Luas driver refused route because it was too close to end of shift

WRC hears operator refused to drive because route due in one minute before end of shift

A Luas driver came close to losing his job after refusing to operate a tram that was due to arrive at its destination shortly before his shift ended.

The Workplace Relations Commission (WRC) heard that on November 11th last the tram was scheduled to leave the Red Cow stop at 8.31pm and travel to the city centre before returning at 9.59pm – one minute before the end of the driver's shift.

An adjudication hearing was told that the driver was concerned that “the least little delay” would result in him overrunning the end of his shift, and “this was something he was anxious to avoid”.

No particular reason was given for his determination to avoid overrunning the end of his shift, other than “general inconvenience,” WRC officer Penelope McGrath noted.


The 8.31pm service did not run as a result of the standoff and a subsequent disciplinary process found that the driver’s refusal to perform duties specified in his job description had constituted gross misconduct.

His employer did not accept that the driver had an option not to do this task “simply because it ran a little close to the end of his shift”; and said that he should be available for the entirety of his shift, and “not just the parts he chose”.

Gross misconduct could have resulted in summary dismissal but the employer instead chose to impose a lesser sanction of a 12-month warning letter.

Unblemished record

A dispute arose between the driver and his employer concerning the severity of this sanction, and the matter was referred to the WRC.

In his submission, the driver asked that his previously unblemished record since the commencement of his employment in 2004 be taken into consideration.

His employer made the point that the driver’s conduct had constituted gross misconduct and that leniency had already been shown by not dismissing him outright.

It was also noted that the driver’s team leader had told him that he could leave the city centre terminus five minutes early to ensure that he got back to the Red Cow Station with time to spare before the end of his shift. However, this had not resolved the situation.
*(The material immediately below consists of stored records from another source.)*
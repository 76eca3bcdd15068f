//! Configuration for running a vibrational structure calculation from a TOML
//! file

use std::{
    fmt::Display,
    fs::read_to_string,
    path::{Path, PathBuf},
};

use serde::Deserialize;

use crate::{
    driver::{
        GaussianForcesDriver, VibrationalStructureDriver,
        VibrationalStructureDriverType, VibrationalStructureMoleculeDriver,
    },
    geom::{Molecule, parse_atoms},
    program::{G16_CMD, ProgramError, Template},
};


#[derive(Deserialize, Debug, PartialEq)]
#[serde(deny_unknown_fields)]
struct RawConfig {
    /// The molecular geometry in Cartesian coordinates, one atom per line. A
    /// full XYZ file with its atom count and comment lines is also accepted.
    geometry: String,

    /// The molecular charge
    charge: isize,

    /// The spin multiplicity
    multiplicity: usize,

    /// The basis set name, spliced into the route line
    basis: String,

    /// Which vibrational structure driver to use. Currently-supported values
    /// are "auto" and "gaussian_forces". Defaults to "auto".
    driver_type: Option<VibrationalStructureDriverType>,

    /// An optional job control template. Supported directives are {{.basis}},
    /// {{.title}}, {{.charge}}, {{.mult}}, and {{.geom}}.
    template: Option<String>,

    /// The log file of a finished Gaussian run. If this is given, Gaussian is
    /// not run and the force constants are read from this file instead.
    /// Relative paths are taken from the directory containing the config file.
    logfile: Option<String>,

    /// Whether to divide the force constants by the multinomial factor of
    /// their repeated modes. Defaults to true.
    normalize: Option<bool>,

    /// The command to run Gaussian with. Defaults to $G16_CMD or g16.
    command: Option<String>,
}

/// Construct a full `Config` using [Config::load] on a TOML file
#[derive(Clone, Debug, PartialEq)]
pub struct Config {
    pub molecule: Molecule,

    pub basis: String,

    pub driver_type: VibrationalStructureDriverType,

    /// the job control template, [Template::default] unless one was given
    pub template: Template,

    pub logfile: Option<PathBuf>,

    pub normalize: bool,

    pub command: String,
}

impl TryFrom<RawConfig> for Config {
    type Error = ProgramError;

    fn try_from(rc: RawConfig) -> Result<Self, Self::Error> {
        let atoms = parse_atoms(&rc.geometry)?;
        if atoms.is_empty() {
            return Err(ProgramError::ConfigError(
                "no atoms in geometry".to_owned(),
            ));
        }
        Ok(Self {
            molecule: Molecule::new(atoms, rc.charge, rc.multiplicity),
            basis: rc.basis,
            driver_type: rc.driver_type.unwrap_or_default(),
            template: rc.template.map(Into::into).unwrap_or_default(),
            logfile: rc.logfile.map(PathBuf::from),
            normalize: rc.normalize.unwrap_or(true),
            command: rc.command.unwrap_or_else(|| G16_CMD.clone()),
        })
    }
}

impl Config {
    pub fn load(filename: impl AsRef<Path>) -> Result<Self, ProgramError> {
        let filename = filename.as_ref();
        let name = filename.to_string_lossy().to_string();
        let contents = read_to_string(filename).map_err(|e| {
            ProgramError::ReadFileError(name.clone(), e.kind())
        })?;
        let mut ret = Self::parse(&contents).map_err(|e| match e {
            ProgramError::ConfigError(e) => {
                ProgramError::ConfigError(format!("{name}: {e}"))
            }
            e => e,
        })?;
        // joining an absolute path replaces `dir` entirely
        if let Some(dir) = filename.parent() {
            ret.logfile = ret.logfile.map(|log| dir.join(log));
        }
        Ok(ret)
    }

    /// parse a config from the contents of a TOML file. relative log file paths
    /// are left as they are
    pub fn parse(contents: &str) -> Result<Self, ProgramError> {
        let raw: RawConfig = toml::from_str(contents)
            .map_err(|e| ProgramError::ConfigError(e.to_string()))?;
        raw.try_into()
    }

    /// the driver described by `self`: a log file reader if `logfile` was
    /// given, otherwise a [VibrationalStructureMoleculeDriver]
    pub fn driver(&self) -> Box<dyn VibrationalStructureDriver> {
        if let Some(log) = &self.logfile {
            let mut d = GaussianForcesDriver::from_log_file(log);
            d.normalize = self.normalize;
            return Box::new(d);
        }
        let mut d = VibrationalStructureMoleculeDriver::new(
            self.molecule.clone(),
            &self.basis,
            self.driver_type,
        );
        d.template = self.template.clone();
        d.normalize = self.normalize;
        d.command.clone_from(&self.command);
        Box::new(d)
    }
}

impl Display for Config {
    fn fmt(&self, f: &mut std::fmt::Formatter<'_>) -> std::fmt::Result {
        let Config {
            molecule,
            basis,
            driver_type,
            template: _,
            logfile,
            normalize,
            command,
        } = self;
        writeln!(f, "Configuration Options:")?;
        writeln!(f, "geometry = {{")?;
        for atom in &molecule.atoms {
            writeln!(f, "{atom}")?;
        }
        writeln!(f, "}}")?;
        writeln!(f, "charge = {}", molecule.charge)?;
        writeln!(f, "multiplicity = {}", molecule.multiplicity)?;
        writeln!(f, "basis = {basis}")?;
        writeln!(f, "driver_type = {driver_type:?}")?;
        if let Some(log) = logfile {
            writeln!(f, "logfile = {}", log.display())?;
        }
        writeln!(f, "normalize = {normalize}")?;
        writeln!(f, "command = {command}")
    }
}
In her decision, Ms McGrath said she was satisfied that the driver had refused to perform a function which was “well within his employer’s rights” to ask him to perform.

“On balance, I would accept that the claimant was exposed to being dismissed for his conduct and that the employer did indeed apply leniency by giving him the lesser sanction of the 12-month warning letter,” she stated.

She recommended that there be no change to the disciplinary sanction already imposed.